[Stored entries]
*-*-*

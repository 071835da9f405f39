mod args;

use args::Args;
use clap::Parser;
use glyphcast::{ConvertError, Converter};
use std::path::PathBuf;
use std::process::ExitCode;

#[derive(Debug, thiserror::Error)]
enum CliError {
    #[error("failed to decode {}: {source}", path.display())]
    Decode {
        path: PathBuf,
        source: image::ImageError,
    },

    #[error(transparent)]
    Convert(#[from] ConvertError),

    #[error("failed to write {}: {source}", path.display())]
    Write {
        path: PathBuf,
        source: std::io::Error,
    },
}

fn main() -> ExitCode {
    // Configure logging
    env_logger::Builder::from_env(env_logger::Env::default().default_filter_or("warn")).init();

    let args = Args::parse();
    match run(&args) {
        Ok(()) => ExitCode::SUCCESS,
        Err(e) => {
            eprintln!("error: {e}");
            ExitCode::FAILURE
        }
    }
}

fn run(args: &Args) -> Result<(), CliError> {
    let converter = Converter::default();

    if args.list_charsets {
        for name in converter.registry().names() {
            println!("{name}");
        }
        return Ok(());
    }

    // clap enforces the input unless --list-charsets was given
    let Some(path) = args.input.as_deref() else {
        return Ok(());
    };

    let image = image::open(path).map_err(|source| CliError::Decode {
        path: path.to_path_buf(),
        source,
    })?;
    log::info!("decoded {} ({}x{})", path.display(), image.width(), image.height());

    let text = converter.convert(&image, &args.to_config())?;

    match &args.output {
        Some(out) => std::fs::write(out, &text).map_err(|source| CliError::Write {
            path: out.clone(),
            source,
        })?,
        None => print!("{text}"),
    }

    Ok(())
}
//! Character lookup tables
//!
//! Brightness palettes are ordered darkest to brightest. Directional stroke
//! glyphs are fixed and do not depend on the selected palette.

use crate::edges::EdgeDirection;
use crate::error::{ConvertError, Result};
use std::collections::BTreeMap;

/// Name of the palette used when a lookup misses
pub const DEFAULT_PALETTE: &str = "enhanced";

/// 70-level ramp
pub const ENHANCED_CHARS: &str =
    " .'`^\",:;Il!i><~+_-?][}{1)(|\\/tfjrxnuvczXYUJCLQ0OZmwqpdbkhao*#MW&8%B@$";

/// 10-level ramp
pub const STANDARD_CHARS: &str = " .:-=+*#%@";

/// 5-level ramp
pub const SIMPLE_CHARS: &str = " .oO@";

/// Stroke glyphs, indexed by [`EdgeDirection`]
pub const EDGE_CHARS: [char; 4] = [
    '-',  // Horizontal
    '|',  // Vertical
    '/',  // Rising
    '\\', // Falling
];

/// Get the stroke glyph for an edge direction
pub fn get_edge_char(direction: EdgeDirection) -> char {
    match direction {
        EdgeDirection::Horizontal => EDGE_CHARS[0],
        EdgeDirection::Vertical => EDGE_CHARS[1],
        EdgeDirection::Rising => EDGE_CHARS[2],
        EdgeDirection::Falling => EDGE_CHARS[3],
    }
}

/// Ordered, non-empty glyph ramp
#[derive(Debug, Clone, PartialEq, Eq)]
pub struct Palette {
    glyphs: Vec<char>,
}

impl Palette {
    /// Build a palette from its glyphs, darkest first
    ///
    /// Returns `None` for an empty sequence.
    pub fn new(glyphs: &str) -> Option<Self> {
        let glyphs: Vec<char> = glyphs.chars().collect();
        (!glyphs.is_empty()).then_some(Self { glyphs })
    }

    pub fn len(&self) -> usize {
        self.glyphs.len()
    }

    pub fn is_empty(&self) -> bool {
        self.glyphs.is_empty()
    }

    pub fn glyphs(&self) -> &[char] {
        &self.glyphs
    }

    /// Quantize a brightness value to a palette index
    ///
    /// `index = clamp(round(v * (N - 1) / 255), 0, N - 1)`. Values outside
    /// `[0, 255]` and NaN clamp instead of failing.
    pub fn index_for(&self, value: f32) -> usize {
        let last = self.glyphs.len().saturating_sub(1);
        let scaled = (value * last as f32 / 255.0).round();
        if scaled.is_nan() || scaled <= 0.0 {
            0
        } else {
            (scaled as usize).min(last)
        }
    }

    /// Get the glyph for a brightness value in `[0, 255]`
    pub fn glyph_for(&self, value: f32) -> char {
        self.glyphs[self.index_for(value)]
    }
}

/// Read-only name to palette map handed to the converter
#[derive(Debug, Clone)]
pub struct PaletteRegistry {
    palettes: BTreeMap<String, Palette>,
}

impl Default for PaletteRegistry {
    fn default() -> Self {
        Self::builtin()
    }
}

impl PaletteRegistry {
    /// Registry holding `enhanced`, `standard` and `simple`
    pub fn builtin() -> Self {
        let palettes = [
            (DEFAULT_PALETTE, ENHANCED_CHARS),
            ("standard", STANDARD_CHARS),
            ("simple", SIMPLE_CHARS),
        ]
        .into_iter()
        .filter_map(|(name, chars)| Some((name.to_string(), Palette::new(chars)?)))
        .collect();

        Self { palettes }
    }

    /// Add or replace a named palette
    pub fn with_palette(mut self, name: impl Into<String>, glyphs: &str) -> Result<Self> {
        let name = name.into();
        match Palette::new(glyphs) {
            Some(palette) => {
                self.palettes.insert(name, palette);
                Ok(self)
            }
            None => Err(ConvertError::UnsupportedPalette(name)),
        }
    }

    pub fn get(&self, name: &str) -> Option<&Palette> {
        self.palettes.get(name)
    }

    /// Palette used when a name is unknown
    pub fn fallback(&self) -> &Palette {
        // builtin() seeds the default and with_palette never removes entries
        &self.palettes[DEFAULT_PALETTE]
    }

    /// Look up a palette, falling back to the default
    ///
    /// The flag is true when the fallback was taken.
    pub fn resolve(&self, name: &str) -> (&Palette, bool) {
        match self.get(name) {
            Some(palette) => (palette, false),
            None => (self.fallback(), true),
        }
    }

    pub fn names(&self) -> impl Iterator<Item = &str> {
        self.palettes.keys().map(String::as_str)
    }
}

*-*-*

## What is needed
Would you repeat the records above without any changes?

## Output
repository 071835da9f405f39
mod args;

use args::Args;
use clap::Parser;
use glyphcast::{ConvertError, Converter};
use std::path::PathBuf;
use std::process::ExitCode;

#[derive(Debug, thiserror::Error)]
enum CliError {
    #[error("failed to decode {}: {source}", path.display())]
    Decode {
        path: PathBuf,
        source: image::ImageError,
    },

    #[error(transparent)]
    Convert(#[from] ConvertError),

    #[error("failed to write {}: {source}", path.display())]
    Write {
        path: PathBuf,
        source: std::io::Error,
    },
}

fn main() -> ExitCode {
    // Configure logging
    env_logger::Builder::from_env(env_logger::Env::default().default_filter_or("warn")).init();

    let args = Args::parse();
    match run(&args) {
        Ok(()) => ExitCode::SUCCESS,
        Err(e) => {
            eprintln!("error: {e}");
            ExitCode::FAILURE
        }
    }
}

fn run(args: &Args) -> Result<(), CliError> {
    let converter = Converter::default();

    if args.list_charsets {
        for name in converter.registry().names() {
            println!("{name}");
        }
        return Ok(());
    }

    // clap enforces the input unless --list-charsets was given
    let Some(path) = args.input.as_deref() else {
        return Ok(());
    };

    let image = image::open(path).map_err(|source| CliError::Decode {
        path: path.to_path_buf(),
        source,
    })?;
    log::info!("decoded {} ({}x{})", path.display(), image.width(), image.height());

    let text = converter.convert(&image, &args.to_config())?;

    match &args.output {
        Some(out) => std::fs::write(out, &text).map_err(|source| CliError::Write {
            path: out.clone(),
            source,
        })?,
        None => print!("{text}"),
    }

    Ok(())
}
//! Character lookup tables
//!
//! Brightness palettes are ordered darkest to brightest. Directional stroke
//! glyphs are fixed and do not depend on the selected palette.

use crate::edges::EdgeDirection;
use crate::error::{ConvertError, Result};
use std::collections::BTreeMap;

/// Name of the palette used when a lookup misses
pub const DEFAULT_PALETTE: &str = "enhanced";

/// 70-level ramp
pub const ENHANCED_CHARS: &str =
    " .'`^\",:;Il!i><~+_-?][}{1)(|\\/tfjrxnuvczXYUJCLQ0OZmwqpdbkhao*#MW&8%B@$";

/// 10-level ramp
pub const STANDARD_CHARS: &str = " .:-=+*#%@";

/// 5-level ramp
pub const SIMPLE_CHARS: &str = " .oO@";

/// Stroke glyphs, indexed by [`EdgeDirection`]
pub const EDGE_CHARS: [char; 4] = [
    '-',  // Horizontal
    '|',  // Vertical
    '/',  // Rising
    '\\', // Falling
];

/// Get the stroke glyph for an edge direction
pub fn get_edge_char(direction: EdgeDirection) -> char {
    match direction {
        EdgeDirection::Horizontal => EDGE_CHARS[0],
        EdgeDirection::Vertical => EDGE_CHARS[1],
        EdgeDirection::Rising => EDGE_CHARS[2],
        EdgeDirection::Falling => EDGE_CHARS[3],
    }
}

/// Ordered, non-empty glyph ramp
#[derive(Debug, Clone, PartialEq, Eq)]
pub struct Palette {
    glyphs: Vec<char>,
}

impl Palette {
    /// Build a palette from its glyphs, darkest first
    ///
    /// Returns `None` for an empty sequence.
    pub fn new(glyphs: &str) -> Option<Self> {
        let glyphs: Vec<char> = glyphs.chars().collect();
        (!glyphs.is_empty()).then_some(Self { glyphs })
    }

    pub fn len(&self) -> usize {
        self.glyphs.len()
    }

    pub fn is_empty(&self) -> bool {
        self.glyphs.is_empty()
    }

    pub fn glyphs(&self) -> &[char] {
        &self.glyphs
    }

    /// Quantize a brightness value to a palette index
    ///
    /// `index = clamp(round(v * (N - 1) / 255), 0, N - 1)`. Values outside
    /// `[0, 255]` and NaN clamp instead of failing.
    pub fn index_for(&self, value: f32) -> usize {
        let last = self.glyphs.len().saturating_sub(1);
        let scaled = (value * last as f32 / 255.0).round();
        if scaled.is_nan() || scaled <= 0.0 {
            0
        } else {
            (scaled as usize).min(last)
        }
    }

    /// Get the glyph for a brightness value in `[0, 255]`
    pub fn glyph_for(&self, value: f32) -> char {
        self.glyphs[self.index_for(value)]
    }
}

/// Read-only name to palette map handed to the converter
#[derive(Debug, Clone)]
pub struct PaletteRegistry {
    palettes: BTreeMap<String, Palette>,
}

impl Default for PaletteRegistry {
    fn default() -> Self {
        Self::builtin()
    }
}

impl PaletteRegistry {
    /// Registry holding `enhanced`, `standard` and `simple`
    pub fn builtin() -> Self {
        let palettes = [
            (DEFAULT_PALETTE, ENHANCED_CHARS),
            ("standard", STANDARD_CHARS),
            ("simple", SIMPLE_CHARS),
        ]
        .into_iter()
        .filter_map(|(name, chars)| Some((name.to_string(), Palette::new(chars)?)))
        .collect();

        Self { palettes }
    }

    /// Add or replace a named palette
    pub fn with_palette(mut self, name: impl Into<String>, glyphs: &str) -> Result<Self> {
        let name = name.into();
        match Palette::new(glyphs) {
            Some(palette) => {
                self.palettes.insert(name, palette);
                Ok(self)
            }
            None => Err(ConvertError::UnsupportedPalette(name)),
        }
    }

    pub fn get(&self, name: &str) -> Option<&Palette> {
        self.palettes.get(name)
    }

    /// Palette used when a name is unknown
    pub fn fallback(&self) -> &Palette {
        // builtin() seeds the default and with_palette never removes entries
        &self.palettes[DEFAULT_PALETTE]
    }

    /// Look up a palette, falling back to the default
    ///
    /// The flag is true when the fallback was taken.
    pub fn resolve(&self, name: &str) -> (&Palette, bool) {
        match self.get(name) {
            Some(palette) => (palette, false),
            None => (self.fallback(), true),
        }
    }

    pub fn names(&self) -> impl Iterator<Item = &str> {
        self.palettes.keys().map(String::as_str)
    }
}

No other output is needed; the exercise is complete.